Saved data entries
────────────────────────────────────────

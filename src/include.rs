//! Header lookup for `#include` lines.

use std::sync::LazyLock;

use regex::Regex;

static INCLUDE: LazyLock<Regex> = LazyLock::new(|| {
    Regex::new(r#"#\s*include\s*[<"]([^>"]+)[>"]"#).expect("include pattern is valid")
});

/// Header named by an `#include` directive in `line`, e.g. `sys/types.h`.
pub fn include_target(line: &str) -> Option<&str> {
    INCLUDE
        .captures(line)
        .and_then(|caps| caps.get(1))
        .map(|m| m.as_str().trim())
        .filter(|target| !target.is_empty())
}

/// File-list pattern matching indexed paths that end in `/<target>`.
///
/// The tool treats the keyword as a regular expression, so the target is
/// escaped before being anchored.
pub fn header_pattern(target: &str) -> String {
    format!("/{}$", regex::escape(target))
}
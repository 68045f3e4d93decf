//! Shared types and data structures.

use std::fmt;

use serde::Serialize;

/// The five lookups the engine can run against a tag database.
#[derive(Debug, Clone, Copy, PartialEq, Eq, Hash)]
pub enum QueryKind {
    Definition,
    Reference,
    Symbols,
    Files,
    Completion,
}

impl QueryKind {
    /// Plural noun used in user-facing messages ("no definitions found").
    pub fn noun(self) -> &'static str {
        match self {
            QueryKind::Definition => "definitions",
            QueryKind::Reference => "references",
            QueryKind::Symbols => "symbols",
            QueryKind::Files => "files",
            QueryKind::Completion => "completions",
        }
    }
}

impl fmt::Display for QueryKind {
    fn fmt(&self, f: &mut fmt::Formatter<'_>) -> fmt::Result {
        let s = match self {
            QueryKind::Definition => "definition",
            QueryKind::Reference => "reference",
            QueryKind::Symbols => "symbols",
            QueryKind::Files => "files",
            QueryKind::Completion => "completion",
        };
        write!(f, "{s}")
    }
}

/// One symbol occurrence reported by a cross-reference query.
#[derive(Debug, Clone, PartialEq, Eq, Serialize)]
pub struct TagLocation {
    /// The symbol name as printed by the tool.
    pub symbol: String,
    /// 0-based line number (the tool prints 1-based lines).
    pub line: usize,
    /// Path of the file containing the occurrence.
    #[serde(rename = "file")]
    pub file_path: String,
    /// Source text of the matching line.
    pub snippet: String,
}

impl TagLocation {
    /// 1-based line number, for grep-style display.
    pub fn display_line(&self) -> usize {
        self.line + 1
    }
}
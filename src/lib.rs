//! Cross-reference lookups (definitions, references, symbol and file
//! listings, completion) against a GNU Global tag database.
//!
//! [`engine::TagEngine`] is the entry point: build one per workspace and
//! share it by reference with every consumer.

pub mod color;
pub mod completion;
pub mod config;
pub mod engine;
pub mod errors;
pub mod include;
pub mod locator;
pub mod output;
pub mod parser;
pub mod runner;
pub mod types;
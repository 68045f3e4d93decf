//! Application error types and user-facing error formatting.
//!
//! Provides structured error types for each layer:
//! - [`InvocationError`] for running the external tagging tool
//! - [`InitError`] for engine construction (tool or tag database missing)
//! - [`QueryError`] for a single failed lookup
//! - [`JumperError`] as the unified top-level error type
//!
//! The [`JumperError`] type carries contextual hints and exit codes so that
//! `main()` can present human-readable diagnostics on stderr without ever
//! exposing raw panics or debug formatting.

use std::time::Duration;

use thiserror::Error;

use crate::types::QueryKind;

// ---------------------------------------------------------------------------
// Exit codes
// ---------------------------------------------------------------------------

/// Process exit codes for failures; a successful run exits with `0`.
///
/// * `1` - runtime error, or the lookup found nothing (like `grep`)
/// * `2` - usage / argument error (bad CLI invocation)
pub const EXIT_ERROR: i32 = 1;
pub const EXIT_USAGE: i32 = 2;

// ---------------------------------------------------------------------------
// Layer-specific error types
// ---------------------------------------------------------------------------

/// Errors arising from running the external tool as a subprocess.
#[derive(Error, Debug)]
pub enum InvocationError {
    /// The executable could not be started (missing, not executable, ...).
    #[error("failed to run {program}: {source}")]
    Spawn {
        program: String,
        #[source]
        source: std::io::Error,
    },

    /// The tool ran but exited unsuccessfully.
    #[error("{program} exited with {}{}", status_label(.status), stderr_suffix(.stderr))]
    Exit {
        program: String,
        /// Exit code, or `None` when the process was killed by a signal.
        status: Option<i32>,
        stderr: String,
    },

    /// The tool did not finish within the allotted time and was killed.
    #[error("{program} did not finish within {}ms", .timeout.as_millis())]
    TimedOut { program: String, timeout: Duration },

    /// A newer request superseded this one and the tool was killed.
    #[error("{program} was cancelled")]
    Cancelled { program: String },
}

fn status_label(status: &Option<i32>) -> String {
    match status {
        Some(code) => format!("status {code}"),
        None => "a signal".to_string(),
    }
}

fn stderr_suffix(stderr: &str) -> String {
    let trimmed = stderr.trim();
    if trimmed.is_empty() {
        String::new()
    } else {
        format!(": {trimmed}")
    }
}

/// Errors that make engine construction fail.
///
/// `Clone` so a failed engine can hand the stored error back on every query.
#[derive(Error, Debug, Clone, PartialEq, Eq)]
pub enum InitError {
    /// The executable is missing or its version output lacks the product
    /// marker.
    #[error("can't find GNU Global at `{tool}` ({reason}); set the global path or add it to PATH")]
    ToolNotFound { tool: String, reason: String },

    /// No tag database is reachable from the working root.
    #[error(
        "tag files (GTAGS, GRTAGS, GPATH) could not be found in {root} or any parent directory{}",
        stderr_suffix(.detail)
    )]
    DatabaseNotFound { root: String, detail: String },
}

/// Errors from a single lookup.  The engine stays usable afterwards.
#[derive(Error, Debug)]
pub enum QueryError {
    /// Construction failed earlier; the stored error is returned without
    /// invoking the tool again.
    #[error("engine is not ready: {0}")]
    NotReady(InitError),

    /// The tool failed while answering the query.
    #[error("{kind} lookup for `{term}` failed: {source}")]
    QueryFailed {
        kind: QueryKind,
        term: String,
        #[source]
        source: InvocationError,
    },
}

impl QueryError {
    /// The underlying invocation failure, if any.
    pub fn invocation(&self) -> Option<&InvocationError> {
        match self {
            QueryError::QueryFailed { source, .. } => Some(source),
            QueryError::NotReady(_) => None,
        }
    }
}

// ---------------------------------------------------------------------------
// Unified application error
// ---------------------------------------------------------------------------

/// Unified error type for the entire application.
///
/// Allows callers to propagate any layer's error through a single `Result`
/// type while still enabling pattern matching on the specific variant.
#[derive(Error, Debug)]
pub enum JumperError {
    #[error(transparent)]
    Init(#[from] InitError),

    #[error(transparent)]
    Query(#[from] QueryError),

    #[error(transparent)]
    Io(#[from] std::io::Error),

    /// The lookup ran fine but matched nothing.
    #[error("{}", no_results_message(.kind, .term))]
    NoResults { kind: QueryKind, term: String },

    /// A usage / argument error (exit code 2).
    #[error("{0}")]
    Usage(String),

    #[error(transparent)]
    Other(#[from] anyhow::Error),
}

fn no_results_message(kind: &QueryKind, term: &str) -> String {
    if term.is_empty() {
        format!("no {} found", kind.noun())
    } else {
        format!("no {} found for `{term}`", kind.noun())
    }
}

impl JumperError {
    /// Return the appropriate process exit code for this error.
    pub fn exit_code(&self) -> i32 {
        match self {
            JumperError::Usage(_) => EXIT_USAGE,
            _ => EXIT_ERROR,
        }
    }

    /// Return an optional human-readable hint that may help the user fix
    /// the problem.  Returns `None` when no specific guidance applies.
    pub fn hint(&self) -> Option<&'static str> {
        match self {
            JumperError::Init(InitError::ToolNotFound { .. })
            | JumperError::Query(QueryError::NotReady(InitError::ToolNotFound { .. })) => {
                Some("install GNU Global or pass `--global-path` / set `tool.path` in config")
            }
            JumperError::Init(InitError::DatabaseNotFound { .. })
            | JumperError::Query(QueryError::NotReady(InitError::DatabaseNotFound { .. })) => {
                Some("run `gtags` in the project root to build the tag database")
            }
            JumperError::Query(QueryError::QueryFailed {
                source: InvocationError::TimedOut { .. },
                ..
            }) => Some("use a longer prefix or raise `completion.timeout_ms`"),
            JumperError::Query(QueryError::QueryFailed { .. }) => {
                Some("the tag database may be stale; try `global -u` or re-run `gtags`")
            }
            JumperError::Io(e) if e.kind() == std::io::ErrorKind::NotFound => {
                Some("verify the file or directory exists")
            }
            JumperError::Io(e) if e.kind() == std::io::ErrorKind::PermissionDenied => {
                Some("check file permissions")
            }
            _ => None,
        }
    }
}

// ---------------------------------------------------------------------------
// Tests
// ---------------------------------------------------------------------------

────────────────────────────────────────

**Activity**
In the records, locate each line holding the string "against" and copy it.

**Solved exercise**
/// The five lookups the engine can run against a tag database.
//! listings, completion) against a GNU Global tag database.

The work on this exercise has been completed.